Ein gewöhnlicher Tag?

Dieser Tag, den ich sehe, sobald ich aus meinem Fenster schaue, ist ein Tag wie jeder andere. Anders gesagt: Er gleicht den vergangenen Tagen, ist jedoch nicht Wiederholung. Hat er Dir etwas Besonderes gebracht, so verwahre dies in Deinen Erinnerungen. Konserviere das Aussergewöhnliche als Text und Bild, aber erwarte nichtdie Rückkehr von Vergangenem.

In meiner Welt finden Tageszeiten draussen statt. Draussen, das ist dort, wo die grosse Welt beginnt. Drinnen, in meiner kleinen Welt kenne ich nicht den Abend, den Tag, Nächte oder eine Morgenfrühe. Ich reduziere meine Wahrnehmung auf Licht an/Licht aus. Alles andere ist Ordnung für Ordnungsliebende, für Menschen, die unter Zwängen zu leiden haben, und für Liebhaber von Uhren, die auch noch den Mondstand anzeigen.
Meine Uhren können nur Datum, und ich weiss nicht, wie ich damit zurecht komme – aber ich komme zurecht.

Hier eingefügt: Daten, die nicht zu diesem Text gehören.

//! Items, keys and key schemas.
//!
//! An [`Item`] is a map of attribute names to values and a [`Key`] is the
//! projection of an item onto its table's key attributes. [`KeySchema`] is a
//! validated key schema (one HASH, at most one RANGE) and [`TableSchema`]
//! bundles a table's key schema with those of its secondary indexes.

use std::borrow::Cow;
use std::collections::{BTreeMap, HashMap};

use crate::attribute_value::{AttributeValue, canonical_number};
use crate::error::ValidationError;
use crate::types::{KeySchemaElement, KeyType, TableDescription};

/// A DynamoDB item represented as a map of attribute names to values.
pub type Item = HashMap<String, AttributeValue>;

/// A DynamoDB key represented as a map of key attribute names to values.
pub type Key = HashMap<String, AttributeValue>;

/// Order-independent identity of a key, usable in sets.
///
/// Numbers are held in canonical form, so `{"N": "1"}` and `{"N": "1.0"}`
/// identify the same key.
pub type KeyIdentity<'a> = BTreeMap<&'a str, Cow<'a, AttributeValue>>;

/// Borrow a key (or item) as an order-independent identity.
#[must_use]
pub fn key_identity(key: &Key) -> KeyIdentity<'_> {
    key.iter().map(|(k, v)| (k.as_str(), identity_value(v))).collect()
}

/// The form of one key attribute used for identity comparisons.
#[must_use]
pub fn identity_value(value: &AttributeValue) -> Cow<'_, AttributeValue> {
    match value {
        AttributeValue::N(n) => match canonical_number(n) {
            Some(canonical) => Cow::Owned(AttributeValue::N(canonical)),
            None => Cow::Borrowed(value),
        },
        _ => Cow::Borrowed(value),
    }
}

/// A validated key schema: one partition key and an optional sort key.
#[derive(Debug, Clone, PartialEq, Eq)]
pub struct KeySchema {
    hash: String,
    range: Option<String>,
}

impl KeySchema {
    /// A schema with only a partition key.
    pub fn hash_only(hash: impl Into<String>) -> Self {
        Self {
            hash: hash.into(),
            range: None,
        }
    }

    /// A schema with a partition and a sort key.
    pub fn composite(hash: impl Into<String>, range: impl Into<String>) -> Self {
        Self {
            hash: hash.into(),
            range: Some(range.into()),
        }
    }

    /// Build from wire elements, requiring exactly one HASH and at most one
    /// RANGE element on distinct attributes.
    pub fn from_elements(elements: &[KeySchemaElement]) -> Result<Self, ValidationError> {
        let mut hash = None;
        let mut range = None;
        for element in elements {
            let slot = match element.key_type {
                KeyType::Hash => &mut hash,
                KeyType::Range => &mut range,
            };
            if slot.replace(element.attribute_name.clone()).is_some() {
                return Err(ValidationError(format!(
                    "key schema has more than one {} element",
                    element.key_type
                )));
            }
        }
        let Some(hash) = hash else {
            return Err(ValidationError::new("key schema must have exactly one HASH element"));
        };
        if range.as_deref() == Some(hash.as_str()) {
            return Err(ValidationError(format!(
                "attribute {hash} cannot be both HASH and RANGE key"
            )));
        }
        Ok(Self { hash, range })
    }

    /// The partition key attribute name.
    #[must_use]
    pub fn hash_key(&self) -> &str {
        &self.hash
    }

    /// The sort key attribute name, if any.
    #[must_use]
    pub fn range_key(&self) -> Option<&str> {
        self.range.as_deref()
    }

    /// Key attribute names, partition key first.
    pub fn attribute_names(&self) -> impl Iterator<Item = &str> {
        std::iter::once(self.hash.as_str()).chain(self.range.as_deref())
    }

    /// Wire elements for this schema.
    #[must_use]
    pub fn to_elements(&self) -> Vec<KeySchemaElement> {
        let mut elements = vec![KeySchemaElement::hash(&self.hash)];
        if let Some(range) = &self.range {
            elements.push(KeySchemaElement::range(range));
        }
        elements
    }

    /// Extract the key of `item`, or `None` if a key attribute is missing.
    #[must_use]
    pub fn project(&self, item: &Item) -> Option<Key> {
        self.attribute_names()
            .map(|name| item.get(name).map(|v| (name.to_owned(), v.clone())))
            .collect()
    }

    /// Returns `true` if `key` names exactly the key attributes.
    #[must_use]
    pub fn matches_key(&self, key: &Key) -> bool {
        key.len() == self.attribute_names().count()
            && self.attribute_names().all(|name| key.contains_key(name))
    }
}

/// A table's key schema plus the key schemas of its secondary indexes.
#[derive(Debug, Clone, PartialEq, Eq)]
pub struct TableSchema {
    /// The table name.
    pub table_name: String,
    /// The table's primary key schema.
    pub key_schema: KeySchema,
    /// Global secondary indexes by name.
    pub global_indexes: HashMap<String, KeySchema>,
    /// Local secondary indexes by name.
    pub local_indexes: HashMap<String, KeySchema>,
}

impl TableSchema {
    /// A schema with no secondary indexes.
    pub fn new(table_name: impl Into<String>, key_schema: KeySchema) -> Self {
        Self {
            table_name: table_name.into(),
            key_schema,
            global_indexes: HashMap::new(),
            local_indexes: HashMap::new(),
        }
    }

    /// Register a global secondary index.
    #[must_use]
    pub fn with_global_index(mut self, name: impl Into<String>, schema: KeySchema) -> Self {
        self.global_indexes.insert(name.into(), schema);
        self
    }

    /// Register a local secondary index.
    #[must_use]
    pub fn with_local_index(mut self, name: impl Into<String>, schema: KeySchema) -> Self {
        self.local_indexes.insert(name.into(), schema);
        self
    }

    /// Build from a `DescribeTable`/`CreateTable` description.
    pub fn from_description(desc: &TableDescription) -> Result<Self, ValidationError> {
        let table_name = desc
            .table_name
            .clone()
            .ok_or_else(|| ValidationError::new("table description has no TableName"))?;
        let mut schema = Self::new(table_name, KeySchema::from_elements(&desc.key_schema)?);
        for gsi in &desc.global_secondary_indexes {
            if let Some(name) = &gsi.index_name {
                schema
                    .global_indexes
                    .insert(name.clone(), KeySchema::from_elements(&gsi.key_schema)?);
            }
        }
        for lsi in &desc.local_secondary_indexes {
            if let Some(name) = &lsi.index_name {
                schema
                    .local_indexes
                    .insert(name.clone(), KeySchema::from_elements(&lsi.key_schema)?);
            }
        }
        Ok(schema)
    }

    /// Returns `true` if `index_name` is a registered global secondary index.
    #[must_use]
    pub fn is_global_index(&self, index_name: &str) -> bool {
        self.global_indexes.contains_key(index_name)
    }

    /// The key schema queried when targeting `index_name` (or the table).
    #[must_use]
    pub fn key_schema_for(&self, index_name: Option<&str>) -> Option<&KeySchema> {
        match index_name {
            None => Some(&self.key_schema),
            Some(name) => self
                .global_indexes
                .get(name)
                .or_else(|| self.local_indexes.get(name)),
        }
    }
}

#[cfg(test)]
mod tests {
    use super::*;
    use crate::types::GlobalSecondaryIndexDescription;

    fn item(pairs: &[(&str, &str)]) -> Item {
        pairs
            .iter()
            .map(|(k, v)| ((*k).to_owned(), AttributeValue::S((*v).to_owned())))
            .collect()
    }

    #[test]
    fn test_should_build_schema_from_elements() {
        let schema = KeySchema::from_elements(&[
            KeySchemaElement::range("sk"),
            KeySchemaElement::hash("pk"),
        ])
        .unwrap();
        assert_eq!(schema.hash_key(), "pk");
        assert_eq!(schema.range_key(), Some("sk"));
        assert_eq!(schema.to_elements()[0], KeySchemaElement::hash("pk"));
    }

    #[test]
    fn test_should_reject_bad_key_schemas() {
        assert!(KeySchema::from_elements(&[]).is_err());
        assert!(KeySchema::from_elements(&[KeySchemaElement::range("sk")]).is_err());
        assert!(
            KeySchema::from_elements(&[KeySchemaElement::hash("a"), KeySchemaElement::hash("b")])
                .is_err()
        );
        assert!(
            KeySchema::from_elements(&[KeySchemaElement::hash("a"), KeySchemaElement::range("a")])
                .is_err()
        );
    }

    #[test]
    fn test_should_project_key_from_item() {
        let schema = KeySchema::composite("pk", "sk");
        let full = item(&[("pk", "p"), ("sk", "s"), ("other", "o")]);
        let key = schema.project(&full).unwrap();
        assert_eq!(key.len(), 2);
        assert!(schema.matches_key(&key));
        assert!(!schema.matches_key(&full));

        assert!(schema.project(&item(&[("pk", "p")])).is_none());
    }

    #[test]
    fn test_should_compare_key_identity_regardless_of_order() {
        let a = item(&[("pk", "p"), ("sk", "s")]);
        let mut b = Key::new();
        b.insert("sk".to_owned(), AttributeValue::S("s".to_owned()));
        b.insert("pk".to_owned(), AttributeValue::S("p".to_owned()));
        assert_eq!(key_identity(&a), key_identity(&b));
    }

    #[test]
    fn test_should_treat_equal_numbers_as_one_key_identity() {
        let one = Key::from([("id".to_owned(), AttributeValue::N("1".to_owned()))]);
        let one_point_zero = Key::from([("id".to_owned(), AttributeValue::N("1.0".to_owned()))]);
        let ten = Key::from([("id".to_owned(), AttributeValue::N("10".to_owned()))]);
        assert_eq!(key_identity(&one), key_identity(&one_point_zero));
        assert_ne!(key_identity(&one), key_identity(&ten));

        let text = Key::from([("id".to_owned(), AttributeValue::S("1".to_owned()))]);
        assert_ne!(key_identity(&one), key_identity(&text));
    }

    #[test]
    fn test_should_build_table_schema_from_description() {
        let desc = TableDescription {
            table_name: Some("orders".to_owned()),
            key_schema: vec![KeySchemaElement::hash("id")],
            global_secondary_indexes: vec![GlobalSecondaryIndexDescription {
                index_name: Some("by-customer".to_owned()),
                key_schema: vec![
                    KeySchemaElement::hash("customer"),
                    KeySchemaElement::range("placed"),
                ],
                ..Default::default()
            }],
            ..Default::default()
        };
        let schema = TableSchema::from_description(&desc).unwrap();
        assert!(schema.is_global_index("by-customer"));
        assert!(!schema.is_global_index("orders"));
        assert_eq!(
            schema.key_schema_for(Some("by-customer")).map(KeySchema::hash_key),
            Some("customer")
        );
        assert_eq!(schema.key_schema_for(None).map(KeySchema::hash_key), Some("id"));
        assert!(schema.key_schema_for(Some("missing")).is_none());
    }
}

Es ist anderes, das mich irritiert, ja, buchstäblich aus der Fassung bringt. Und das ist nicht leicht bei einem Menschen wie ich, der ständig darum kämpft, auf der Höhe der Zeit zu sein, nichts Wichtiges zu verpassen, und dabei so garnicht auf Konventionen zu achten.

Wie auch immer meine Befindlichkeiten einzuschätzen sind – es ist heute anderes angesagt. Ich habe ein Problem mit dem Vogelzug. Er bietet viele Rätsel. Da fliegt zum Beispiel die Rauchschwalbe von der Arktis in die Antarktis, nur um dort zu brüten. Die Wegstrecke misst zirka 17.000 km. Warum dies? Nur der Vogel weiss das, und er spricht nicht.
Heute habe ich nun einen Schwarm Gänse beobachtet, der in der bekannten Keilform unterwegs ist. Ich hörte den üblichen Lärm, denn diese Vögel scheinen recht geschwätzig zu sein, und er muss brüllen, wenn er als letzter dem ersten etwas zurufen muss wie „Dein Kurs liegt nicht bei 170 Grad an, sondern bei 164! Umwege kosten Zeit und Kraft!“
Nun, so gesehen war die Situation um den Gänseschwarm normal zu nennen Nur:
Die Vögel fliegen alle rücklings. Also mit Bauch nach oben. Die Patschfüsse ragen in den Himmel. Und ich stand vor meinem Haus wie Lot’s Weib, zur Salzsäule erstarrt. Nun quälen mich tausend Fragen. Was sehen die Gänse über sich, das sie dazu bewegt, falsch herum zu fliegen? Ist das etwas, das sie sehen, ich aber nicht? Fliegen alle Gänse nun auf dem Rücken? Bringt das eine bessere Aerodynamik? Und was ist mit den 500 Millionen Zugvögeln, die nun Europa und Asien verlassen, um südliche Sonne zu geniessen?
Und ….. fliegt nun auch die LUFTHANSA auf dem Rücken?

Ich glaube, es ist klug, bescheiden zu bleiben. So schaue ich nach den Standvögeln, jenen Geschöpfen, die in unserem Garten überwintern. Sie kennen nur ein Risiko, und das heisst „Katze“.